◆ TASK PROMPT
Go through the records below and report each line with "String" in it.

:: MATERIAL TO PROCESS ::

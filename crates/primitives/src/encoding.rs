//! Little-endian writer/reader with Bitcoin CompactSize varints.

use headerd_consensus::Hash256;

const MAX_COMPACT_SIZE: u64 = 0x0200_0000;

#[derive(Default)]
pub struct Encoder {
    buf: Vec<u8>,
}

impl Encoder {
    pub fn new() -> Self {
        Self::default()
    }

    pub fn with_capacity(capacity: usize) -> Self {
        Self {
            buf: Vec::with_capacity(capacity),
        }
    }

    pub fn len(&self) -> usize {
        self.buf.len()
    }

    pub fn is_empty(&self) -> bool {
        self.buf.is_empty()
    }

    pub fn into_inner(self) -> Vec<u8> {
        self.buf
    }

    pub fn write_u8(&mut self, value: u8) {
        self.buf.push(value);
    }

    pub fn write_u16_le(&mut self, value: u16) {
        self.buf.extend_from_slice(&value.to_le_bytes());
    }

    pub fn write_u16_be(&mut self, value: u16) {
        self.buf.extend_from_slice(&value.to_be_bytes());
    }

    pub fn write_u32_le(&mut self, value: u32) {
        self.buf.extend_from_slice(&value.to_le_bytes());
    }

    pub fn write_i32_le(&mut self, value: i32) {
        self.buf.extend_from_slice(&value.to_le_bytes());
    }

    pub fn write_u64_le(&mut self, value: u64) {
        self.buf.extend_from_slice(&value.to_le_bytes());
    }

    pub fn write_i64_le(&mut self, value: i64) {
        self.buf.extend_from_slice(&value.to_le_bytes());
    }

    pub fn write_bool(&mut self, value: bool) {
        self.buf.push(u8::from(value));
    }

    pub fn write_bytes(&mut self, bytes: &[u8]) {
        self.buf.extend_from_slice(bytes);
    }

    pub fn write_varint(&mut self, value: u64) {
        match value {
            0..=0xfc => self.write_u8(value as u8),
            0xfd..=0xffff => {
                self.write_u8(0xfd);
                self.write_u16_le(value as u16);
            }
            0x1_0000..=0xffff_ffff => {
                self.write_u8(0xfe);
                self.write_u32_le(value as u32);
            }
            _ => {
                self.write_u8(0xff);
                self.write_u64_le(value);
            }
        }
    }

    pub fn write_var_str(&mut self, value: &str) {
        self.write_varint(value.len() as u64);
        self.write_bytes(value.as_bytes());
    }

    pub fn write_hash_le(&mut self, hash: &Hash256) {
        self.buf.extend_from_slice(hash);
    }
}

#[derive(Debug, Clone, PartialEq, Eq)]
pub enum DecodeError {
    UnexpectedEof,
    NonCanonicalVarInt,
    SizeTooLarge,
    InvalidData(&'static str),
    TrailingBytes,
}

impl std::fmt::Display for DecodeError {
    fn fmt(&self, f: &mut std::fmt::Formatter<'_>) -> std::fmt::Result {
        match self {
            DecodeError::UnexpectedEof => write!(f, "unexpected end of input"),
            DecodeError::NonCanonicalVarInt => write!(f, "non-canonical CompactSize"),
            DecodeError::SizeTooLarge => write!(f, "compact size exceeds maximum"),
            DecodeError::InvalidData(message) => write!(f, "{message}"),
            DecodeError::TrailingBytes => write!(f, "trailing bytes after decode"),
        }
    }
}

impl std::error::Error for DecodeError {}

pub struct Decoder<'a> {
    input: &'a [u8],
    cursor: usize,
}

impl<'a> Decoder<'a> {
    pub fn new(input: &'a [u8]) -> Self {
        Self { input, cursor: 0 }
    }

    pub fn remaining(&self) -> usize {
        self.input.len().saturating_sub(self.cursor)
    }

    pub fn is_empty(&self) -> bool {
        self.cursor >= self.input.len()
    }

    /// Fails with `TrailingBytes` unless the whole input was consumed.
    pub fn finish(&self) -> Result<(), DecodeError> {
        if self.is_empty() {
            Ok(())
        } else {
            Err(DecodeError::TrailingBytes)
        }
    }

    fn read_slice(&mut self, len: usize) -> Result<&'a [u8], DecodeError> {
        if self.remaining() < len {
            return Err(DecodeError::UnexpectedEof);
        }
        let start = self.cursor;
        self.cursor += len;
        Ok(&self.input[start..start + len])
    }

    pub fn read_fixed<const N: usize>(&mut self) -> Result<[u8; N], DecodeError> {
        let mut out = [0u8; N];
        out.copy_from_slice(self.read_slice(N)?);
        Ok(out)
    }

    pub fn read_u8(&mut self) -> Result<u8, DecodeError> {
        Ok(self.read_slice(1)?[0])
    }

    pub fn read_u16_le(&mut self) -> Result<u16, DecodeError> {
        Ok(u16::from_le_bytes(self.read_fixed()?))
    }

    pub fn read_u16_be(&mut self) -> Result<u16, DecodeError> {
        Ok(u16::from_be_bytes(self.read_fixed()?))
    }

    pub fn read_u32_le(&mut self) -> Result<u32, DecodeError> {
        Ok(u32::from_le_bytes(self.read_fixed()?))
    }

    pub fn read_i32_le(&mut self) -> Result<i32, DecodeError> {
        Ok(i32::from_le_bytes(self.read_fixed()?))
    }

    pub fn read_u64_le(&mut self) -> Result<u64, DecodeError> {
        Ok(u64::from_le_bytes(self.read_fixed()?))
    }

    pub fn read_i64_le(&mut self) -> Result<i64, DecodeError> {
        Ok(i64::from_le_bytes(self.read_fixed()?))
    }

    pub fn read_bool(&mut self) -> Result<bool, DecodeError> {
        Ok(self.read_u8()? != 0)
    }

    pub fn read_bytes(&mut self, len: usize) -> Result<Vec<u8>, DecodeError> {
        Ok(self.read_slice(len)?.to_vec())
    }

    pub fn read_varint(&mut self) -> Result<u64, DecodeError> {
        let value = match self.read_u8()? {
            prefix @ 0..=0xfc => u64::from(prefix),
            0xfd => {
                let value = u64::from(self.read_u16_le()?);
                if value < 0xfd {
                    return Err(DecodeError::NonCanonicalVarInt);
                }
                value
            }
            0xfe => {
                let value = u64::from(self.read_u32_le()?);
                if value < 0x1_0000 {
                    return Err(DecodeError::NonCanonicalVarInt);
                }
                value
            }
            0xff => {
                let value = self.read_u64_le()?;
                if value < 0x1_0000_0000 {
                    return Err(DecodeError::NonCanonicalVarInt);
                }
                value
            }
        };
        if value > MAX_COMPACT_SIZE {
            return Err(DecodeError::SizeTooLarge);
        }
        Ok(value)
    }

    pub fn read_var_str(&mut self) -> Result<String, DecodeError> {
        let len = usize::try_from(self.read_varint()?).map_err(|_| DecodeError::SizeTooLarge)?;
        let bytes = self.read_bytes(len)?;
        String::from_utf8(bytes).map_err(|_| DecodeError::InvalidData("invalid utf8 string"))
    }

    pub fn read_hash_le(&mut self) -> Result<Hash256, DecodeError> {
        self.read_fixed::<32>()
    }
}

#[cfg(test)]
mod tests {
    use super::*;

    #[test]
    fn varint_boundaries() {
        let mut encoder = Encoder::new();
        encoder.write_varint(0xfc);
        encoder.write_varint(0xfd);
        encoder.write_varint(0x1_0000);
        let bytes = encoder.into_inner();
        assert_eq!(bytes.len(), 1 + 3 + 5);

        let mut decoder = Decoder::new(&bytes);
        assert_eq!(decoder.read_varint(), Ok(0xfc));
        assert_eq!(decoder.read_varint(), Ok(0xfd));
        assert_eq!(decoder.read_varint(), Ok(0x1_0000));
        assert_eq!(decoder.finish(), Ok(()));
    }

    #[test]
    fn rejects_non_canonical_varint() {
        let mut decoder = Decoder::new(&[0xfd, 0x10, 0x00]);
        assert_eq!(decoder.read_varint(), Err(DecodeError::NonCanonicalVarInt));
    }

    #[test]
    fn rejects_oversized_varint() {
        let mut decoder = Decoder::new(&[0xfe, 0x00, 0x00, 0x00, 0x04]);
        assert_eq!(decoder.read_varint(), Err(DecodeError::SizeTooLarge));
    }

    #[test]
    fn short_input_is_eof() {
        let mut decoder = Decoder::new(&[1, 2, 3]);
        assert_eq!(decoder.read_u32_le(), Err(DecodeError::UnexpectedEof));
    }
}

:::

◆ RESPONSE TO THIS EXERCISE
    pub fn read_var_str(&mut self) -> Result<String, DecodeError> {
        String::from_utf8(bytes).map_err(|_| DecodeError::InvalidData("invalid utf8 string"))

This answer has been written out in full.